Aim of the task: Repeat the listing below in full, keeping each word as given.

== Segment start ==

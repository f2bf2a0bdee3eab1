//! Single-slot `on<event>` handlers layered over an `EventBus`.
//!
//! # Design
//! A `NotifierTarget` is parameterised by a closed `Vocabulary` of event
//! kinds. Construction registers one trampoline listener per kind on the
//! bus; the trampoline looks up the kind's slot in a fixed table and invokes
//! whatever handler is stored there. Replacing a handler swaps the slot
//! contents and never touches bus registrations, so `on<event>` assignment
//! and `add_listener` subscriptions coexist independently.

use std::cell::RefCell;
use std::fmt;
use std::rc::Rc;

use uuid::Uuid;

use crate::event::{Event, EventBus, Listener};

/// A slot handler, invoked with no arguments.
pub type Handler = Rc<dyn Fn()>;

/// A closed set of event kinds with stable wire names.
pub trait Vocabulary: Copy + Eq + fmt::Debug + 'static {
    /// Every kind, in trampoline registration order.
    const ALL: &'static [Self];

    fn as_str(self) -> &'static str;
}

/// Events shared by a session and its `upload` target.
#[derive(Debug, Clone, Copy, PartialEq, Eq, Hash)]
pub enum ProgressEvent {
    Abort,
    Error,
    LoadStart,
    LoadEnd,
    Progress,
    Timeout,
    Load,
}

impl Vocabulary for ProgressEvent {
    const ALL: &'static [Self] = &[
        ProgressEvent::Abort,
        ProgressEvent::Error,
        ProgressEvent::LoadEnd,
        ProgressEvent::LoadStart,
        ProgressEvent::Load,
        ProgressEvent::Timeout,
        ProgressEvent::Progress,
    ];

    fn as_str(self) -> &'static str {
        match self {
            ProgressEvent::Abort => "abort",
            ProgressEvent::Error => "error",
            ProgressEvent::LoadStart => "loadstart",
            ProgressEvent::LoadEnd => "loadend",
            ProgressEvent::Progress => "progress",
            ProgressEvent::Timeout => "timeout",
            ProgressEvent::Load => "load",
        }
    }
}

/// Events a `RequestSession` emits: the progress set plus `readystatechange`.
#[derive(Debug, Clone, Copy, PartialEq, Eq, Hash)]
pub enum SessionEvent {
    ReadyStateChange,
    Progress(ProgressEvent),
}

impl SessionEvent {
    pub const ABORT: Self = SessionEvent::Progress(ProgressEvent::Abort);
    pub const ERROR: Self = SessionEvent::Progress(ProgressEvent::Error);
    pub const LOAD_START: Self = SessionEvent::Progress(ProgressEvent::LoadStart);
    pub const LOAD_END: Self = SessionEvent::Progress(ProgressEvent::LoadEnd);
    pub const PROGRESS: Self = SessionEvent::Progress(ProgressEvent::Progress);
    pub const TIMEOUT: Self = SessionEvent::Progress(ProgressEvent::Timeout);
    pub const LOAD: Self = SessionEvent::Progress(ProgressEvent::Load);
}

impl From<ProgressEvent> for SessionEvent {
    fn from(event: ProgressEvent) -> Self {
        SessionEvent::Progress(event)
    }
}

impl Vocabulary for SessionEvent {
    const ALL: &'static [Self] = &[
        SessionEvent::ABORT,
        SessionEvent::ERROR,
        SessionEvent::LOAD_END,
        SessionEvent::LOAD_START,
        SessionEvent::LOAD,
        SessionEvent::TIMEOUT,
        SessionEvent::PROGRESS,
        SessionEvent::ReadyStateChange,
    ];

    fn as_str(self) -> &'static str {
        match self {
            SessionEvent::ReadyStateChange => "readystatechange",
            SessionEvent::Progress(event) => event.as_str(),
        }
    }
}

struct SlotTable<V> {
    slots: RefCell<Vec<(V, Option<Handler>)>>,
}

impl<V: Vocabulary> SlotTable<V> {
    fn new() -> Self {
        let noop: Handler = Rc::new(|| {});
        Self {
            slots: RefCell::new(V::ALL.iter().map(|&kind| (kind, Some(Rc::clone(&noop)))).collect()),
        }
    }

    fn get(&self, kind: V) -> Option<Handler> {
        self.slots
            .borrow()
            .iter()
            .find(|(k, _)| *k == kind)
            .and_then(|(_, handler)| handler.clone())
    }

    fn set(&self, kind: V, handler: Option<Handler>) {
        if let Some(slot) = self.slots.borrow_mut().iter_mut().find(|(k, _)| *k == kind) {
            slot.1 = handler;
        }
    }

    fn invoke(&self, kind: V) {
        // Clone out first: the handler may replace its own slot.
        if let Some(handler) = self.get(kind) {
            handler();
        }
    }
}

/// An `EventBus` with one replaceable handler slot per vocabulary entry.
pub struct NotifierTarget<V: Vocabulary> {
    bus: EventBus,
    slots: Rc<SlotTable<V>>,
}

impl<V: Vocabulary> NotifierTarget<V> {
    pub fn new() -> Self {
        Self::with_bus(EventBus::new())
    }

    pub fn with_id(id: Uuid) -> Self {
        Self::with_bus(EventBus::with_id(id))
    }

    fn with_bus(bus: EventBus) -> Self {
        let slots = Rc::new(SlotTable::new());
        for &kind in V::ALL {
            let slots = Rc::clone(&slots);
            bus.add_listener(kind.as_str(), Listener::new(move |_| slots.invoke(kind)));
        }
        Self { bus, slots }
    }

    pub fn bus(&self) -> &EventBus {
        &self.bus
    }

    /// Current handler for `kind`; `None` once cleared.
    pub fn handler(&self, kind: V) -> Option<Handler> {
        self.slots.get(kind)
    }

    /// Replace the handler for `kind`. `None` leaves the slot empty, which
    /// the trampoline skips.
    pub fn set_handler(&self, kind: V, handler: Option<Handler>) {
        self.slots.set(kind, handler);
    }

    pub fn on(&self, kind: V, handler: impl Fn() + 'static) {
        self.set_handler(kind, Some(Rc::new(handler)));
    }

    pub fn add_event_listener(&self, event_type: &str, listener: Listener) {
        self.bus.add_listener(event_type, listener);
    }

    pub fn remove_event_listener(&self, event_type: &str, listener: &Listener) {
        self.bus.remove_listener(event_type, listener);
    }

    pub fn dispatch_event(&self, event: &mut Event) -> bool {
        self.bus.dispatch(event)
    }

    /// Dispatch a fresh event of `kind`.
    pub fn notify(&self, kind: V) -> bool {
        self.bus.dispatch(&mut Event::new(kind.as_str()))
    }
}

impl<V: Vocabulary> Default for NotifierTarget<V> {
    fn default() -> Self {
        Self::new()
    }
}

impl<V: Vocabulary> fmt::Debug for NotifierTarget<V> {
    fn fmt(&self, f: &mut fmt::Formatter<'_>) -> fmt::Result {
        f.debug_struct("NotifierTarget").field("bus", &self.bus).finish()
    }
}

== Segment end ==

Exercise solution:
repository f2bf2a0bdee3eab1
//! Single-slot `on<event>` handlers layered over an `EventBus`.
//!
//! # Design
//! A `NotifierTarget` is parameterised by a closed `Vocabulary` of event
//! kinds. Construction registers one trampoline listener per kind on the
//! bus; the trampoline looks up the kind's slot in a fixed table and invokes
//! whatever handler is stored there. Replacing a handler swaps the slot
//! contents and never touches bus registrations, so `on<event>` assignment
//! and `add_listener` subscriptions coexist independently.

use std::cell::RefCell;
use std::fmt;
use std::rc::Rc;

use uuid::Uuid;

use crate::event::{Event, EventBus, Listener};

/// A slot handler, invoked with no arguments.
pub type Handler = Rc<dyn Fn()>;

/// A closed set of event kinds with stable wire names.
pub trait Vocabulary: Copy + Eq + fmt::Debug + 'static {
    /// Every kind, in trampoline registration order.
    const ALL: &'static [Self];

    fn as_str(self) -> &'static str;
}

/// Events shared by a session and its `upload` target.
#[derive(Debug, Clone, Copy, PartialEq, Eq, Hash)]
pub enum ProgressEvent {
    Abort,
    Error,
    LoadStart,
    LoadEnd,
    Progress,
    Timeout,
    Load,
}

impl Vocabulary for ProgressEvent {
    const ALL: &'static [Self] = &[
        ProgressEvent::Abort,
        ProgressEvent::Error,
        ProgressEvent::LoadEnd,
        ProgressEvent::LoadStart,
        ProgressEvent::Load,
        ProgressEvent::Timeout,
        ProgressEvent::Progress,
    ];

    fn as_str(self) -> &'static str {
        match self {
            ProgressEvent::Abort => "abort",
            ProgressEvent::Error => "error",
            ProgressEvent::LoadStart => "loadstart",
            ProgressEvent::LoadEnd => "loadend",
            ProgressEvent::Progress => "progress",
            ProgressEvent::Timeout => "timeout",
            ProgressEvent::Load => "load",
        }
    }
}

/// Events a `RequestSession` emits: the progress set plus `readystatechange`.
#[derive(Debug, Clone, Copy, PartialEq, Eq, Hash)]
pub enum SessionEvent {
    ReadyStateChange,
    Progress(ProgressEvent),
}

impl SessionEvent {
    pub const ABORT: Self = SessionEvent::Progress(ProgressEvent::Abort);
    pub const ERROR: Self = SessionEvent::Progress(ProgressEvent::Error);
    pub const LOAD_START: Self = SessionEvent::Progress(ProgressEvent::LoadStart);
    pub const LOAD_END: Self = SessionEvent::Progress(ProgressEvent::LoadEnd);
    pub const PROGRESS: Self = SessionEvent::Progress(ProgressEvent::Progress);
    pub const TIMEOUT: Self = SessionEvent::Progress(ProgressEvent::Timeout);
    pub const LOAD: Self = SessionEvent::Progress(ProgressEvent::Load);
}

impl From<ProgressEvent> for SessionEvent {
    fn from(event: ProgressEvent) -> Self {
        SessionEvent::Progress(event)
    }
}

impl Vocabulary for SessionEvent {
    const ALL: &'static [Self] = &[
        SessionEvent::ABORT,
        SessionEvent::ERROR,
        SessionEvent::LOAD_END,
        SessionEvent::LOAD_START,
        SessionEvent::LOAD,
        SessionEvent::TIMEOUT,
        SessionEvent::PROGRESS,
        SessionEvent::ReadyStateChange,
    ];

    fn as_str(self) -> &'static str {
        match self {
            SessionEvent::ReadyStateChange => "readystatechange",
            SessionEvent::Progress(event) => event.as_str(),
        }
    }
}

struct SlotTable<V> {
    slots: RefCell<Vec<(V, Option<Handler>)>>,
}

impl<V: Vocabulary> SlotTable<V> {
    fn new() -> Self {
        let noop: Handler = Rc::new(|| {});
        Self {
            slots: RefCell::new(V::ALL.iter().map(|&kind| (kind, Some(Rc::clone(&noop)))).collect()),
        }
    }

    fn get(&self, kind: V) -> Option<Handler> {
        self.slots
            .borrow()
            .iter()
            .find(|(k, _)| *k == kind)
            .and_then(|(_, handler)| handler.clone())
    }

    fn set(&self, kind: V, handler: Option<Handler>) {
        if let Some(slot) = self.slots.borrow_mut().iter_mut().find(|(k, _)| *k == kind) {
            slot.1 = handler;
        }
    }

    fn invoke(&self, kind: V) {
        // Clone out first: the handler may replace its own slot.
        if let Some(handler) = self.get(kind) {
            handler();
        }
    }
}

/// An `EventBus` with one replaceable handler slot per vocabulary entry.
pub struct NotifierTarget<V: Vocabulary> {
    bus: EventBus,
    slots: Rc<SlotTable<V>>,
}

impl<V: Vocabulary> NotifierTarget<V> {
    pub fn new() -> Self {
        Self::with_bus(EventBus::new())
    }

    pub fn with_id(id: Uuid) -> Self {
        Self::with_bus(EventBus::with_id(id))
    }

    fn with_bus(bus: EventBus) -> Self {
        let slots = Rc::new(SlotTable::new());
        for &kind in V::ALL {
            let slots = Rc::clone(&slots);
            bus.add_listener(kind.as_str(), Listener::new(move |_| slots.invoke(kind)));
        }
        Self { bus, slots }
    }

    pub fn bus(&self) -> &EventBus {
        &self.bus
    }

    /// Current handler for `kind`; `None` once cleared.
    pub fn handler(&self, kind: V) -> Option<Handler> {
        self.slots.get(kind)
    }

    /// Replace the handler for `kind`. `None` leaves the slot empty, which
    /// the trampoline skips.
    pub fn set_handler(&self, kind: V, handler: Option<Handler>) {
        self.slots.set(kind, handler);
    }

    pub fn on(&self, kind: V, handler: impl Fn() + 'static) {
        self.set_handler(kind, Some(Rc::new(handler)));
    }

    pub fn add_event_listener(&self, event_type: &str, listener: Listener) {
        self.bus.add_listener(event_type, listener);
    }

    pub fn remove_event_listener(&self, event_type: &str, listener: &Listener) {
        self.bus.remove_listener(event_type, listener);
    }

    pub fn dispatch_event(&self, event: &mut Event) -> bool {
        self.bus.dispatch(event)
    }

    /// Dispatch a fresh event of `kind`.
    pub fn notify(&self, kind: V) -> bool {
        self.bus.dispatch(&mut Event::new(kind.as_str()))
    }
}

impl<V: Vocabulary> Default for NotifierTarget<V> {
    fn default() -> Self {
        Self::new()
    }
}

impl<V: Vocabulary> fmt::Debug for NotifierTarget<V> {
    fn fmt(&self, f: &mut fmt::Formatter<'_>) -> fmt::Result {
        f.debug_struct("NotifierTarget").field("bus", &self.bus).finish()
    }
}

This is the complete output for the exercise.